Work task: Look through the data and write out every line with the word "when" in it.

Materials provided:
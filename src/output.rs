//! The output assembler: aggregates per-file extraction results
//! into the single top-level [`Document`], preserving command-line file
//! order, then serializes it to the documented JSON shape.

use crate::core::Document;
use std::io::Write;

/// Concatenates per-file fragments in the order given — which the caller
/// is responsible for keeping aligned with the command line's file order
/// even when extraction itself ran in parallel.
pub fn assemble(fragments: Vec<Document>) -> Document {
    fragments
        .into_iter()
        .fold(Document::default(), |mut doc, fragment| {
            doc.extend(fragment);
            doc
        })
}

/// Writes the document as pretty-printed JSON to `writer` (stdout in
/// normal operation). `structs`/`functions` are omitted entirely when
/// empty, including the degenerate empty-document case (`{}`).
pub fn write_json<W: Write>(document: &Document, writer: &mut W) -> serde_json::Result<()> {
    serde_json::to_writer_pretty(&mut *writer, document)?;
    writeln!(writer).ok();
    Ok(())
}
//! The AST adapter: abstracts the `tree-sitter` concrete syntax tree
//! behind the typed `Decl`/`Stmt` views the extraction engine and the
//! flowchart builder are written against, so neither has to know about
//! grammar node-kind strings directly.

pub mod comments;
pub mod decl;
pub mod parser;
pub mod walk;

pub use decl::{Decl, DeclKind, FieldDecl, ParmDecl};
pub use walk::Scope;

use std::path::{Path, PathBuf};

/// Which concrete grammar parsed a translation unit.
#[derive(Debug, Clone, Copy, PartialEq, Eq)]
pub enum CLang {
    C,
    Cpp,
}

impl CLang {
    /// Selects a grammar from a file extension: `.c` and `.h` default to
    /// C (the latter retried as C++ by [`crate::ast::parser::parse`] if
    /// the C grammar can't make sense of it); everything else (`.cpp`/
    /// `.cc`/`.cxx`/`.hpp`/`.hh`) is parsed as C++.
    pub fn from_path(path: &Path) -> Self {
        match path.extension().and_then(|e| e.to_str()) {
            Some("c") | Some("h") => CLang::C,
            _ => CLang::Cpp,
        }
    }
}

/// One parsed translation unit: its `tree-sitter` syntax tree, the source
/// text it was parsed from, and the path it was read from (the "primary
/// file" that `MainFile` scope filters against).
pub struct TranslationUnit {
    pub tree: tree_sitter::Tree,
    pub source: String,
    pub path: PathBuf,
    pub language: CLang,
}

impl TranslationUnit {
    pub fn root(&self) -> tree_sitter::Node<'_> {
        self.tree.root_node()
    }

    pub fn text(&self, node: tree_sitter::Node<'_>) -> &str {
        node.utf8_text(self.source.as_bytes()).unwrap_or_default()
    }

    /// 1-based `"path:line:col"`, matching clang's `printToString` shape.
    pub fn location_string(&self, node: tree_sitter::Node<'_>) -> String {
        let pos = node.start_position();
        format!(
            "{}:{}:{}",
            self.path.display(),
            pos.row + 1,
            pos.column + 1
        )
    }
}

Output for this task:
/// even when extraction itself ran in parallel.
/// normal operation). `structs`/`functions` are omitted entirely when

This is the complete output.